The combination of favourable statistical base, complete unlocking of economic activity, spill-over of pent-up demand, and high vaccination cover helped India to post a double-digit expansion in Q1 FY23 GDP. This indeed appears commendable amidst the current backdrop of global headwinds namely heightened geopolitical uncertainty, tightening of global financial conditions, and persistence of supply chain disruptions in certain commodities.
Going forward, as the favourable statistical effect tapers, headline GDP growth would clearly decelerate in the coming quarters. However, incremental support would nevertheless come from:
- The festive heavy H2 FY23 in combination with pent-up demand (esp. for services) and further traction in vaccination coverage would drive domestic demand recovery. Expectation of moderation in inflation, along with likely bonus pay-outs and expected hike in dearness allowance for government employees, could further support discretionary consumption.
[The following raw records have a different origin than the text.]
//! Partitioning of the filtered index stream into bounded units of work.
use anyhow::Context;
use serde::{Deserialize, Serialize};

use crate::commoncrawl::CdxEntry;
use crate::layout::StorageLayout;

/// Default record count per shard, sized so a single worker finishes well
/// inside its wall-clock budget.
pub const DEFAULT_SHARD_SIZE: usize = 1000;

/// One unit of distributed work: an ordered slice of index records with a
/// stable identity. A shard is never split or merged after creation and is
/// the unit of controller-level retry.
#[derive(Debug, Clone, Serialize, Deserialize)]
pub struct Shard {
    pub id: String,
    pub snapshot: String,
    pub records: Vec<CdxEntry>,
}

/// Deterministic shard identity: snapshot id plus the shard's position in
/// scan order. Lowercased so the id is also usable as an orchestration job
/// name.
pub fn shard_id(snapshot: &str, index: u32) -> String {
    format!("{}-{:05}", snapshot.to_ascii_lowercase(), index)
}

/// Groups the filtered record stream into fixed-size shards.
///
/// Shards come out disjoint, covering every pushed record, and with
/// boundaries that depend only on scan order, so re-planning an unchanged
/// snapshot reproduces identical shards.
pub struct ShardPlanner {
    snapshot: String,
    size: usize,
    next_index: u32,
    pending: Vec<CdxEntry>,
}

impl ShardPlanner {
    pub fn new(snapshot: &str, size: usize) -> Self {
        Self {
            snapshot: snapshot.to_string(),
            size: size.max(1),
            next_index: 0,
            pending: Vec::new(),
        }
    }

    /// Adds one record, returning a full shard once the size bound is hit.
    pub fn push(&mut self, entry: CdxEntry) -> Option<Shard> {
        self.pending.push(entry);
        if self.pending.len() >= self.size {
            Some(self.cut())
        } else {
            None
        }
    }

    /// Flushes the final, possibly short, shard.
    pub fn finish(mut self) -> Option<Shard> {
        if self.pending.is_empty() {
            None
        } else {
            Some(self.cut())
        }
    }

    fn cut(&mut self) -> Shard {
        let id = shard_id(&self.snapshot, self.next_index);
        self.next_index += 1;
        Shard {
            id,
            snapshot: self.snapshot.clone(),
            records: std::mem::take(&mut self.pending),
        }
    }
}

/// Persists a shard spec into the plan directory on the shared volume.
pub fn write_shard_spec(layout: &StorageLayout, shard: &Shard) -> anyhow::Result<()> {
    let path = layout.shard_spec(&shard.id);
    let json = serde_json::to_vec(shard)?;
    std::fs::write(&path, json)
        .with_context(|| format!("Failed to write shard spec to {}", path.display()))?;
    Ok(())
}

/// Loads a shard spec by id; this is how a worker obtains its assignment.
pub fn load_shard_spec(layout: &StorageLayout, shard_id: &str) -> anyhow::Result<Shard> {
    let path = layout.shard_spec(shard_id);
    let json = std::fs::read(&path)
        .with_context(|| format!("Failed to read shard spec from {}", path.display()))?;
    serde_json::from_slice(&json)
        .with_context(|| format!("Shard spec {} is not valid JSON", path.display()))
}
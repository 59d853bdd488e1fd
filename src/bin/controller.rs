//! The controller turns one Common Crawl snapshot into a partitioned work
//! plan and drives one worker job per shard until every shard is terminal.
//!
//! It only ever touches index files — the cluster.idx file named on the
//! command line and the cdx chunks it range-fetches from the data endpoint.
//! The actual page content is fetched by the workers. For a given crawl there
//! are hundreds of cdx chunks; the controller streams them one at a time,
//! keeps the records whose host matches the locale pattern and cuts the
//! stream into fixed-size shards persisted under `<output>/plan/`.
//!
//! The run ends successfully only if every shard succeeded; otherwise the
//! terminally failed shard ids are enumerated and the exit status is
//! non-zero. Re-running against the same root is safe and cheap: workers skip
//! every record whose key is already in the dedup ledger.
use std::path::PathBuf;

use anyhow::{bail, Context, Result};
use buenarda::controller::{self, ControllerConfig, ProcessOrchestrator};
use buenarda::fetch::{self, HttpFetcher};
use buenarda::layout::StorageLayout;
use buenarda::locale::{self, LocaleFilter};
use buenarda::observability::{setup_tracing, spawn_metrics_server};
use buenarda::shard;
use clap::Parser;

#[derive(Parser, Debug)]
#[command(version, about, long_about = None)]
struct Args {
    /// Local copy of the snapshot's cluster.idx file. It is downloaded up
    /// front because every run reads it start to finish.
    #[arg(short('i'), long("index"), default_value = "cluster.idx")]
    cluster_idx: PathBuf,

    /// The snapshot to process; the index file must belong to the same
    /// snapshot or the byte ranges will not line up.
    #[arg(short('s'), long("snapshot"), default_value = "CC-MAIN-2024-30")]
    snapshot: String,

    /// Glob over record hosts selecting the target locale.
    #[arg(short('p'), long("pattern"), default_value = locale::DEFAULT_PATTERN)]
    pattern: String,

    /// Root of the shared volume holding plan, ledger, corpus and reports.
    #[arg(short('o'), long("output"), default_value = "/data")]
    output: PathBuf,

    /// Maximum number of concurrently running worker jobs.
    #[arg(short('w'), long("workers"), default_value_t = 10)]
    workers: usize,

    /// Records per shard.
    #[arg(long("shard-size"), default_value_t = shard::DEFAULT_SHARD_SIZE)]
    shard_size: usize,

    /// Total submissions a shard gets before it is terminally failed.
    #[arg(long("max-attempts"), default_value_t = 4)]
    max_attempts: u32,

    /// Wall-clock budget per shard execution, in seconds.
    #[arg(long("shard-timeout"), default_value_t = 3600)]
    shard_timeout_secs: u64,

    /// Worker executable submitted for each shard.
    #[arg(long("worker-bin"), default_value = "worker")]
    worker_bin: PathBuf,

    /// Submit exactly one shard end-to-end to validate the environment
    /// before committing to a full run.
    #[arg(long("test-mode"), default_value_t = false)]
    test_mode: bool,

    /// Data endpoint serving index chunks and archive segments.
    #[arg(long("base-url"), default_value = fetch::DATA_BASE_URL)]
    base_url: String,
}

#[tokio::main]
async fn main() {
    let run_result = run(Args::parse()).await;
    if let Err(e) = run_result {
        eprintln!("{e:#}");
        std::process::exit(1);
    }
}

async fn run(args: Args) -> Result<()> {
    setup_tracing();
    spawn_metrics_server(9000);

    let layout = StorageLayout::new(&args.output);
    layout
        .ensure()
        .with_context(|| format!("Cannot prepare storage root {}", args.output.display()))?;

    let fetcher = HttpFetcher::new(&args.base_url);
    let filter = LocaleFilter::new(&args.pattern);
    let mut shard_ids = controller::plan_snapshot(
        &fetcher,
        &layout,
        &args.snapshot,
        &args.cluster_idx,
        &filter,
        args.shard_size,
    )
    .await?;
    if shard_ids.is_empty() {
        tracing::info!("No records match pattern {}, nothing to do", args.pattern);
        return Ok(());
    }
    if args.test_mode {
        tracing::info!("Test mode: submitting 1 of {} planned shards", shard_ids.len());
        shard_ids.truncate(1);
    }

    let config = ControllerConfig {
        max_workers: args.workers.max(1),
        max_attempts: args.max_attempts.max(1),
        shard_timeout: std::time::Duration::from_secs(args.shard_timeout_secs),
        ..ControllerConfig::default()
    };
    let mut orchestrator = ProcessOrchestrator::new(&args.worker_bin, &args.base_url);
    let report =
        controller::run_shards(&mut orchestrator, &layout, &args.snapshot, &shard_ids, &config)
            .await?;

    for shard_report in &report.shard_reports {
        tracing::info!(
            "Shard {}: {} fetched, {} extracted, {} written, {} duplicate-skips, {} failures",
            shard_report.shard_id,
            shard_report.fetched,
            shard_report.extracted,
            shard_report.written,
            shard_report.duplicates,
            shard_report.failures
        );
    }
    let written: u64 = report.shard_reports.iter().map(|r| r.written).sum();
    let duplicates: u64 = report.shard_reports.iter().map(|r| r.duplicates).sum();
    let failures: u64 = report.shard_reports.iter().map(|r| r.failures).sum();
    tracing::info!(
        "Run finished: {} shard(s) succeeded, {} written, {} duplicate-skips, {} record failures",
        report.succeeded.len(),
        written,
        duplicates,
        failures
    );
    if !report.is_success() {
        bail!(
            "{} shard(s) terminally failed: {}",
            report.failed.len(),
            report.failed.join(", ")
        );
    }
    Ok(())
}
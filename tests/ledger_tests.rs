use buenarda::ledger::{Claim, DedupKey, DedupLedger};

#[test]
fn record_then_seen_roundtrip() {
    let dir = tempfile::tempdir().unwrap();
    let ledger = DedupLedger::open(dir.path()).unwrap();
    let key = DedupKey::new(Some("DIGEST1"), "https://example.ar/");
    assert!(!ledger.seen(&key).unwrap());
    assert_eq!(ledger.record(&key, "shard-a").unwrap(), Claim::Recorded);
    assert!(ledger.seen(&key).unwrap());
    assert_eq!(ledger.entries().unwrap(), 1);
}

#[test]
fn second_claim_for_same_key_conflicts() {
    let dir = tempfile::tempdir().unwrap();
    let ledger = DedupLedger::open(dir.path()).unwrap();
    let key = DedupKey::new(None, "https://example.ar/page");
    assert_eq!(ledger.record(&key, "shard-a").unwrap(), Claim::Recorded);
    assert_eq!(ledger.record(&key, "shard-b").unwrap(), Claim::Conflict);
    assert_eq!(ledger.entries().unwrap(), 1);
}

#[test]
fn exactly_one_of_many_concurrent_claims_wins() {
    let dir = tempfile::tempdir().unwrap();
    let key = DedupKey::new(Some("RACEDIGEST"), "https://example.ar/");
    let recorded: usize = std::thread::scope(|scope| {
        let handles: Vec<_> = (0..16)
            .map(|i| {
                let path = dir.path().to_path_buf();
                let key = key.clone();
                scope.spawn(move || {
                    let ledger = DedupLedger::open(path).unwrap();
                    matches!(
                        ledger.record(&key, &format!("shard-{i}")).unwrap(),
                        Claim::Recorded
                    )
                })
            })
            .collect();
        handles
            .into_iter()
            .map(|h| h.join().unwrap())
            .filter(|&won| won)
            .count()
    });
    assert_eq!(recorded, 1);
    let ledger = DedupLedger::open(dir.path()).unwrap();
    assert_eq!(ledger.entries().unwrap(), 1);
}

#[test]
fn ledger_survives_reopen() {
    let dir = tempfile::tempdir().unwrap();
    let key = DedupKey::new(Some("PERSIST"), "https://example.ar/");
    {
        let ledger = DedupLedger::open(dir.path()).unwrap();
        ledger.record(&key, "shard-a").unwrap();
    }
    let reopened = DedupLedger::open(dir.path()).unwrap();
    assert!(reopened.seen(&key).unwrap());
    assert_eq!(reopened.record(&key, "shard-b").unwrap(), Claim::Conflict);
}

#[test]
fn distinct_keys_do_not_collide() {
    let dir = tempfile::tempdir().unwrap();
    let ledger = DedupLedger::open(dir.path()).unwrap();
    let a = DedupKey::new(Some("AAA"), "https://a.ar/");
    let b = DedupKey::new(Some("BBB"), "https://a.ar/");
    let c = DedupKey::new(None, "https://a.ar/");
    for key in [&a, &b, &c] {
        assert_eq!(ledger.record(key, "shard-a").unwrap(), Claim::Recorded);
    }
    assert_eq!(ledger.entries().unwrap(), 3);
}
- At an aggregate level, kharif harvest beginning late Sep-22 onwards would offer support to agriculture output and farm incomes.
- Capex oriented public spending continues to offer the much-needed fiscal impulse, and would hopefully benefit manufacturing capacity utilisation further, which has recovered to above pre-pandemic levels, at 74.5% as of Mar-22.
- The recent moderation in global commodity prices, with the CRB index nearly 11% lower vis-à-vis Jun-22 peak will offer reprieve to producers, and the likely pass-through to consumers (with a lag) would support consumer sentiment.
Having said so, we also acknowledge growing downside risks to our FY23 GDP growth estimate of 7.5% on account of:.
- Disruption in rice acreage on account of uneven rainfall distribution, especially in states of Uttar Pradesh, Bihar, Jharkhand, and West Bengal.
- More importantly, buildup of adverse global factors (like tightening of global financial conditions, elevated geopolitical uncertainty, etc.) would constrain external demand significantly in H2 FY23. The IMF in its Jul-22 World Economic Outlook update had slashed its 2022 global growth forecast by 40 bps to 3.2% and trade volume growth by 90 bps to 4.1%.
- Likelihood of government resorting to some degree of back-loaded expenditure rationalization in order to stick to the FY23 fiscal deficit target of 6.4% of GDP.